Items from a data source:
· · · · ·

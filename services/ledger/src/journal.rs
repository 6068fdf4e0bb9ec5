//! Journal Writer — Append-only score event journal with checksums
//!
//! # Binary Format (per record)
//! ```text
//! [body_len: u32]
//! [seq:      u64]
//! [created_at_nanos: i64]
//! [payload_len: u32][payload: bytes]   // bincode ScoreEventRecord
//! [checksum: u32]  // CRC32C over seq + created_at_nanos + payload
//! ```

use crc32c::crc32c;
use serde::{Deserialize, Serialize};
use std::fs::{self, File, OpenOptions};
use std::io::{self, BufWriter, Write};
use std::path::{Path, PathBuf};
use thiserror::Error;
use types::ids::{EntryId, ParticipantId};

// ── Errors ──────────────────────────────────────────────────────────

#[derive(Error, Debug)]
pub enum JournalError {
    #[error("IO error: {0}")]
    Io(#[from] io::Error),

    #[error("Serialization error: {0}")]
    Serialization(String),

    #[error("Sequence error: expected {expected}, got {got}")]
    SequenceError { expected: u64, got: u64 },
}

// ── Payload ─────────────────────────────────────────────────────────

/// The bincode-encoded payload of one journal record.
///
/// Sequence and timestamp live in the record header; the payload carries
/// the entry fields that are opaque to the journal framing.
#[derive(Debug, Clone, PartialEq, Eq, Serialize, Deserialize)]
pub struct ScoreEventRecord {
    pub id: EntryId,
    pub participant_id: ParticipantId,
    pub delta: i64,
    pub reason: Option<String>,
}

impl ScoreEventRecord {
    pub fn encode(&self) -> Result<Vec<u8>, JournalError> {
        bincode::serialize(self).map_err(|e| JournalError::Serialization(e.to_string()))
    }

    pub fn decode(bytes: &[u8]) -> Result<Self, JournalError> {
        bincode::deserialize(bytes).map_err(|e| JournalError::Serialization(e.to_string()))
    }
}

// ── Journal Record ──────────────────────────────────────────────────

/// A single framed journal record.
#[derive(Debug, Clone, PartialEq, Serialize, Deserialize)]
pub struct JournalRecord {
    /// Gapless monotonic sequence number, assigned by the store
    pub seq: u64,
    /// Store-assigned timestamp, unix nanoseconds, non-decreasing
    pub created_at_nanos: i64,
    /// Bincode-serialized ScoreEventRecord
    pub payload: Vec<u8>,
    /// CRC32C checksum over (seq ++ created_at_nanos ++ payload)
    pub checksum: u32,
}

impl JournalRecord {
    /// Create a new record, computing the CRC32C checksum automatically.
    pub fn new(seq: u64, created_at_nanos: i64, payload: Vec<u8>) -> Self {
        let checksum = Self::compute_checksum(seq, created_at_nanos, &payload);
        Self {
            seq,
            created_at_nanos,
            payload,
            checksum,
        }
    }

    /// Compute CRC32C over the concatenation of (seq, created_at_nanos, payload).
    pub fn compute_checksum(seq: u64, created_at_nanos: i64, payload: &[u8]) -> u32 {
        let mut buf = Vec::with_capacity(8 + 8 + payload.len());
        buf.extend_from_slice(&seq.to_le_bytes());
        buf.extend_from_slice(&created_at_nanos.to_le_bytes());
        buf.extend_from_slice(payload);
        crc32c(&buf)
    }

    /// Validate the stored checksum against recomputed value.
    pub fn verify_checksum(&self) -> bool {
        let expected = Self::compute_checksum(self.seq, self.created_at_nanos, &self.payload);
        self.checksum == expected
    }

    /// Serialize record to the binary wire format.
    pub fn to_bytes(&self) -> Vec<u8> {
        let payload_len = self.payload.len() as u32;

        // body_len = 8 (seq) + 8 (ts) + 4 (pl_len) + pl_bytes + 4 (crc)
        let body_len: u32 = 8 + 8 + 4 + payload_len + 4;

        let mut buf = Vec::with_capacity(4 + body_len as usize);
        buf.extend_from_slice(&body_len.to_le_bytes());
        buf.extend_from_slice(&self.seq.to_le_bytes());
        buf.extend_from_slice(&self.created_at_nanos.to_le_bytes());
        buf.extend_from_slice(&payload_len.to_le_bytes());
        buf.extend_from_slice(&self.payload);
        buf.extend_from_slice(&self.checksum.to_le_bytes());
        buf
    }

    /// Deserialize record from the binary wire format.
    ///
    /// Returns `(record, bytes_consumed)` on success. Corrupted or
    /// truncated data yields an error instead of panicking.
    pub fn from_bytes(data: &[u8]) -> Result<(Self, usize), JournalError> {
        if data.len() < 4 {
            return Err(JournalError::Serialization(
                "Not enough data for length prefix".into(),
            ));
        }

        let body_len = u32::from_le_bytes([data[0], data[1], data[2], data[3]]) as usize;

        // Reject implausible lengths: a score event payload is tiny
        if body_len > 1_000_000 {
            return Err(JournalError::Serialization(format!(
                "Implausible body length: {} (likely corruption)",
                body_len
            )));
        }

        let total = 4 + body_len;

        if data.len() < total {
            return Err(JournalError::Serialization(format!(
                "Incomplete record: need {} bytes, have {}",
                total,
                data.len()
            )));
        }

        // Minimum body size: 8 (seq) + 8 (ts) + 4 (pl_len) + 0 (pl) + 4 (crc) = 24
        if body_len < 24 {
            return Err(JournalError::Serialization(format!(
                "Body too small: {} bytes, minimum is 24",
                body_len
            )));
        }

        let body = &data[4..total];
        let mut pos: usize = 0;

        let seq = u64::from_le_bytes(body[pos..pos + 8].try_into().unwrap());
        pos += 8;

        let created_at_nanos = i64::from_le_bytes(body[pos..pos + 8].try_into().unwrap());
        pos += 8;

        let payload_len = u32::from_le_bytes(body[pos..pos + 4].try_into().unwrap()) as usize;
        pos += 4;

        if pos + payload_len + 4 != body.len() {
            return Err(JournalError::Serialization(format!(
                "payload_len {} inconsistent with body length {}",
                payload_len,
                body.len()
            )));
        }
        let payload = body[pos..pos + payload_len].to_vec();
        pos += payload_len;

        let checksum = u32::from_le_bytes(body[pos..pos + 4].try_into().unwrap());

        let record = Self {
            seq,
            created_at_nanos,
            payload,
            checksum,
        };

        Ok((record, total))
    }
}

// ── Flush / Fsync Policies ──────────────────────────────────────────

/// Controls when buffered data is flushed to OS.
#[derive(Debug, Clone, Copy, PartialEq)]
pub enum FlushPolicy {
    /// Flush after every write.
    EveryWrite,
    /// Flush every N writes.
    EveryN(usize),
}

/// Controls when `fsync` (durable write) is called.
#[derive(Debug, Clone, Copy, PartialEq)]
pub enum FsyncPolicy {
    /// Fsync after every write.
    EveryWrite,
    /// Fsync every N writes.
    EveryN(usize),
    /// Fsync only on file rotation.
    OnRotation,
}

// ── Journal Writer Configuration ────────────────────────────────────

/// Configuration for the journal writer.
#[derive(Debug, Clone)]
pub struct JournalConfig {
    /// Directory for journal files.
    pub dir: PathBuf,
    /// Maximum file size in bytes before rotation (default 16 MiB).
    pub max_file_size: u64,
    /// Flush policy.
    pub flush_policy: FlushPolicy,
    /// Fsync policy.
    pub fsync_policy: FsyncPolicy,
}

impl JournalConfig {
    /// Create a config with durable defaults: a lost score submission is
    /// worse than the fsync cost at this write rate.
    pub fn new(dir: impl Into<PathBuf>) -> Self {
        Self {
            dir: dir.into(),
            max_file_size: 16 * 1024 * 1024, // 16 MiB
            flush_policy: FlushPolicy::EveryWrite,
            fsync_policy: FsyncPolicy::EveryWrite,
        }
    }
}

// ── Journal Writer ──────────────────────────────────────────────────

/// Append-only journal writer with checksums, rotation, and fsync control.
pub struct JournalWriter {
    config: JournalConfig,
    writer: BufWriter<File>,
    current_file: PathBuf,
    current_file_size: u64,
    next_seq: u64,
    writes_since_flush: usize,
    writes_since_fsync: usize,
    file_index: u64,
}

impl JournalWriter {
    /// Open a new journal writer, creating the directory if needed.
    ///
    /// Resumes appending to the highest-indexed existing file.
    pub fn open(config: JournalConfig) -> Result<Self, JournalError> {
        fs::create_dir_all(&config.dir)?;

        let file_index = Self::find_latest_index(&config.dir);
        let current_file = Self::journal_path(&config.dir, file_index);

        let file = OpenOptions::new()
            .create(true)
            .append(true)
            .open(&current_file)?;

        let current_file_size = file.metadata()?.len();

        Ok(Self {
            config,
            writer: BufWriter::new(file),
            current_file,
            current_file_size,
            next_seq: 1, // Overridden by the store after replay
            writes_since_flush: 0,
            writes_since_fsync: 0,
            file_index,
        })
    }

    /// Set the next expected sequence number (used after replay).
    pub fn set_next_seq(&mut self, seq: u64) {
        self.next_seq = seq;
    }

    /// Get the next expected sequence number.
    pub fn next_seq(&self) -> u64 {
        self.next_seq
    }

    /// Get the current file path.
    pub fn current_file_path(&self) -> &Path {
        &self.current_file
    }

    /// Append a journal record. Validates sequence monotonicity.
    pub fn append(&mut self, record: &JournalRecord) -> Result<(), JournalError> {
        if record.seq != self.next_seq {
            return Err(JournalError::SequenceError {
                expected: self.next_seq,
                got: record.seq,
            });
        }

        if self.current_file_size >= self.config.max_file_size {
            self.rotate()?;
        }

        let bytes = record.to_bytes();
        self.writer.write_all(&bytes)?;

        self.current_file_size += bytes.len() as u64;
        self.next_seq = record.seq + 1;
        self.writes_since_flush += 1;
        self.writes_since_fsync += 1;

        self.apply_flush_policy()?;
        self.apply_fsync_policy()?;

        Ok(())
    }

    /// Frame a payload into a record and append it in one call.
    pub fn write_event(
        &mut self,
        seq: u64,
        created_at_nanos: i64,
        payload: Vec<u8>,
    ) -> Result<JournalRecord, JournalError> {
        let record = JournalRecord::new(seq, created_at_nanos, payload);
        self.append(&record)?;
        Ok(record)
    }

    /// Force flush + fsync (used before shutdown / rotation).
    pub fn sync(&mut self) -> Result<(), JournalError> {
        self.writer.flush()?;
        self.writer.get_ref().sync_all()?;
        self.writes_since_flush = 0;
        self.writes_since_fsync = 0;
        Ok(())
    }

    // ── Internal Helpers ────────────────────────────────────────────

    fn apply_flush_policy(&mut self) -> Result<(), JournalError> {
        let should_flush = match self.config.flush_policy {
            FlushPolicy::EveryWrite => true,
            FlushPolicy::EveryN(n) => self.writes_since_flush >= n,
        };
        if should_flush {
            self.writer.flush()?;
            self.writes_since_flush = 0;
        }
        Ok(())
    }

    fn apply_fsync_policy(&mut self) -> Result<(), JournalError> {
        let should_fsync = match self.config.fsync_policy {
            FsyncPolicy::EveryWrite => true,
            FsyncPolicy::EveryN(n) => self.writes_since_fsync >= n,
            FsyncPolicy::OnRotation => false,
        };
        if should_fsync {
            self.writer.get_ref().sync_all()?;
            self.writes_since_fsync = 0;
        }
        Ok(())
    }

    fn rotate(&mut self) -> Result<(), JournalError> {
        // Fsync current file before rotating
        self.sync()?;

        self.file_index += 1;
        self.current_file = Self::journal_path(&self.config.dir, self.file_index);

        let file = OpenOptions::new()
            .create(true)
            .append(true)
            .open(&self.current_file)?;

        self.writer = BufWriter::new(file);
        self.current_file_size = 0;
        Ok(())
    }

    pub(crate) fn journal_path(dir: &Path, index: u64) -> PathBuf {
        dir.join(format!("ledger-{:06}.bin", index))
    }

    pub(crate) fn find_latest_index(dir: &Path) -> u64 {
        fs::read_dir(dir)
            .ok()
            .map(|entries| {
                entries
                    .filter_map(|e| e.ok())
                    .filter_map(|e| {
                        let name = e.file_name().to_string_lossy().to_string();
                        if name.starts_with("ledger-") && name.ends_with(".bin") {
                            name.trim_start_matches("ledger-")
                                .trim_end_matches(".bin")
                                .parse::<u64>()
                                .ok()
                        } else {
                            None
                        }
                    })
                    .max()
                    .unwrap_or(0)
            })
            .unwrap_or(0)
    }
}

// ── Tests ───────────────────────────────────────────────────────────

· · · · ·

## Exercise
Find "in one call." in the entries above and copy that whole line exactly, then each line after it through the line that contains "let should_fsync = match".

## Task result
    /// Frame a payload into a record and append it in one call.
    pub fn write_event(
        &mut self,
        seq: u64,
        created_at_nanos: i64,
        payload: Vec<u8>,
    ) -> Result<JournalRecord, JournalError> {
        let record = JournalRecord::new(seq, created_at_nanos, payload);
        self.append(&record)?;
        Ok(record)
    }

    /// Force flush + fsync (used before shutdown / rotation).
    pub fn sync(&mut self) -> Result<(), JournalError> {
        self.writer.flush()?;
        self.writer.get_ref().sync_all()?;
        self.writes_since_flush = 0;
        self.writes_since_fsync = 0;
        Ok(())
    }

    // ── Internal Helpers ────────────────────────────────────────────

    fn apply_flush_policy(&mut self) -> Result<(), JournalError> {
        let should_flush = match self.config.flush_policy {
            FlushPolicy::EveryWrite => true,
            FlushPolicy::EveryN(n) => self.writes_since_flush >= n,
        };
        if should_flush {
            self.writer.flush()?;
            self.writes_since_flush = 0;
        }
        Ok(())
    }

    fn apply_fsync_policy(&mut self) -> Result<(), JournalError> {
        let should_fsync = match self.config.fsync_policy {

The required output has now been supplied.